Côte d'Ivoire : ne pas plaquer les vieux schémas...

Le risque de redémarrage d'une guerre civile en Côte d'ivoire inquiète beaucoup en ce début d'année 2011. Comment éviter une nouvelle guerre sanglante, trouver une solution politique tout en respectant la volonté du peuple ivoirien, semble être une gageure.

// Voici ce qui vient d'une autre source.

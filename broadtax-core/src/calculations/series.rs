//! Scalar-or-array arguments for element-wise evaluation.

use rust_decimal::Decimal;
use serde::{Deserialize, Serialize};

use crate::CalculationError;

/// A single value or an array of independent values.
///
/// Scalars broadcast against arrays. Deserializes from either a number
/// or a list of numbers.
#[derive(Debug, Clone, PartialEq, Eq, Serialize, Deserialize)]
#[serde(untagged)]
pub enum Series {
    Scalar(Decimal),
    Array(Vec<Decimal>),
}

impl Series {
    /// `count` evenly spaced values from `start` to `end` inclusive.
    ///
    /// # Example
    ///
    /// ```
    /// use rust_decimal_macros::dec;
    /// use broadtax_core::Series;
    ///
    /// let series = Series::linspace(dec!(0), dec!(10000), 5);
    ///
    /// assert_eq!(
    ///     series,
    ///     Series::Array(vec![dec!(0), dec!(2500), dec!(5000), dec!(7500), dec!(10000)])
    /// );
    /// ```
    pub fn linspace(
        start: Decimal,
        end: Decimal,
        count: usize,
    ) -> Self {
        if count < 2 {
            return Self::Array(vec![start; count]);
        }

        let step = (end - start) / Decimal::from(count - 1);
        let mut values: Vec<Decimal> = (0..count)
            .map(|i| start + step * Decimal::from(i))
            .collect();

        // Pin the last point; the step may not be exact.
        if let Some(last) = values.last_mut() {
            *last = end;
        }

        Self::Array(values)
    }

    /// Every `(x, y)` pair of two axes, as two flat arrays with `x` varying
    /// fastest.
    pub fn grid(
        x: &[Decimal],
        y: &[Decimal],
    ) -> (Self, Self) {
        let xs = y.iter().flat_map(|_| x.iter().copied()).collect();
        let ys = y
            .iter()
            .flat_map(|&value| std::iter::repeat_n(value, x.len()))
            .collect();

        (Self::Array(xs), Self::Array(ys))
    }

    pub fn is_scalar(&self) -> bool {
        matches!(self, Self::Scalar(_))
    }

    /// Number of elements; a scalar counts as one.
    pub fn len(&self) -> usize {
        match self {
            Self::Scalar(_) => 1,
            Self::Array(values) => values.len(),
        }
    }

    pub fn is_empty(&self) -> bool {
        matches!(self, Self::Array(values) if values.is_empty())
    }

    /// The values as a vector; a scalar yields one element.
    pub fn to_vec(&self) -> Vec<Decimal> {
        match self {
            Self::Scalar(value) => vec![*value],
            Self::Array(values) => values.clone(),
        }
    }

    /// The values stretched to `len` elements; a scalar is repeated.
    ///
    /// # Errors
    ///
    /// Returns [`CalculationError::ShapeMismatch`] when an array does not
    /// have exactly `len` elements.
    pub fn broadcast_to(
        &self,
        len: usize,
    ) -> Result<Vec<Decimal>, CalculationError> {
        match self {
            Self::Scalar(value) => Ok(vec![*value; len]),
            Self::Array(values) if values.len() == len => Ok(values.clone()),
            Self::Array(values) => Err(CalculationError::ShapeMismatch {
                expected: len,
                found: values.len(),
            }),
        }
    }

    /// Applies `f` to every element.
    pub fn map<F>(
        &self,
        f: F,
    ) -> Self
    where
        F: Fn(Decimal) -> Decimal,
    {
        match self {
            Self::Scalar(value) => Self::Scalar(f(*value)),
            Self::Array(values) => Self::Array(values.iter().map(|&v| f(v)).collect()),
        }
    }

    /// Applies `f` element-wise across `inputs`, broadcasting scalars.
    ///
    /// `f` receives one value per input, in order. The result is a scalar
    /// only when every input is a scalar.
    ///
    /// # Errors
    ///
    /// Returns [`CalculationError::ShapeMismatch`] when two arrays differ
    /// in length.
    pub fn zip_with<F>(
        inputs: &[&Series],
        f: F,
    ) -> Result<Self, CalculationError>
    where
        F: Fn(&[Decimal]) -> Decimal,
    {
        let mut args = Vec::with_capacity(inputs.len());

        let Some(len) = broadcast_len(inputs)? else {
            args.extend(inputs.iter().map(|series| series.value_at(0)));
            return Ok(Self::Scalar(f(&args)));
        };

        let values = (0..len)
            .map(|index| {
                args.clear();
                args.extend(inputs.iter().map(|series| series.value_at(index)));
                f(&args)
            })
            .collect();

        Ok(Self::Array(values))
    }

    /// Element at `index`. A scalar returns its value for any index; an
    /// array index must have been checked by `broadcast_len`.
    fn value_at(
        &self,
        index: usize,
    ) -> Decimal {
        match self {
            Self::Scalar(value) => *value,
            Self::Array(values) => values[index],
        }
    }
}

impl From<Decimal> for Series {
    fn from(value: Decimal) -> Self {
        Self::Scalar(value)
    }
}

impl From<Vec<Decimal>> for Series {
    fn from(values: Vec<Decimal>) -> Self {
        Self::Array(values)
    }
}

impl From<&[Decimal]> for Series {
    fn from(values: &[Decimal]) -> Self {
        Self::Array(values.to_vec())
    }
}

/// Common array length of `inputs`, or `None` if all are scalars.
fn broadcast_len(inputs: &[&Series]) -> Result<Option<usize>, CalculationError> {
    let mut len = None;

    for series in inputs {
        let Series::Array(values) = series else {
            continue;
        };

        match len {
            None => len = Some(values.len()),
            Some(expected) if expected != values.len() => {
                return Err(CalculationError::ShapeMismatch {
                    expected,
                    found: values.len(),
                });
            }
            Some(_) => {}
        }
    }

    Ok(len)
}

À lire beaucoup de commentaires dans la presse, les réactions d'associations ou de personnalités, on ne peut s'empêcher de penser qu'il y a, peut-être, un risque de vouloir à tout prix réutiliser toujours les mêmes grilles de lecture pour analyser la situation ivoirienne. Oui, la présence militaire et politique française est toujours une réalité ; oui, la diplomatie étatsunienne s'active beaucoup ; oui, les arrières-pensées de contrôle ou appropriation des richesses naturelles, notamment pétrolières des côtes ivoiriennes, sont bien présentes... Mais, ne faut-il pas voir aussi d'autres éléments plus nouveaux, en développement depuis 2004, qui doivent faire réfléchir : notamment, le rôle considérable joué par les africains eux-mêmes, au niveau de leaders comme Thabo Mbeki d'Afrique du Sud, Blaise Compaoré du Burkina Faso, d'institutions africaines comme l'Union Africaine ou la CEDEAO, ou internationales comme l'ONU ? Ces évolutions ne doivent-elles pas être mises en rapport avec les avancées, timides parfois mais réelles, du multilatéralisme dans le monde ?
Plusieurs facteurs expliquent ou illustrent cela. La politique post-coloniale classique de la France a été mise en échec : les accords de Linas-Marcoussis de 2003, le cessez-le-feu et le processus de réconciliation nationale autour de L. Gbagbo n'ont pas tenu plus d'un an et demi avant les affrontements de novembre 2004 entre la force française Licorne et les forces gouvernementales ivoiriennes. Bon gré mal gré, la diplomatie française a dû se résoudre à une internationalisation complète de la situation. Thabo Mbeki a aidé à la relance du processus de paix avec les accords de Pretoria en avril 2005. Le Conseil de Sécurité de l'ONU a créé en avril 2004 une force de maintien de la paix : l'ONUCI qui, aujourdhui, compte 9 000 hommes. La pression de la CEDEAO et de l’UA ont permis une série d'accords, en juillet 2006 à Yamoussoukro, présidé par le Secrétaire général des Nations Unies Kofi Annan,avec les cinq principaux acteurs de la crise ivoirienne : Gbagbo, Banny, Ouattara, Bédié et le Secrétaire Général des Forces nouvelles, Guillaume Soro. Un nouvel accord a été signé, le 4 mars 2007, entre le Président Gbagbo et le Secrétaire général des FN, Guillaume Soro,l’Accord politique de Ouagadougou. Un des principaux points est une procédure de révision des listes électorales qui ont permis l’inscription de trois millions de nouveaux électeurs.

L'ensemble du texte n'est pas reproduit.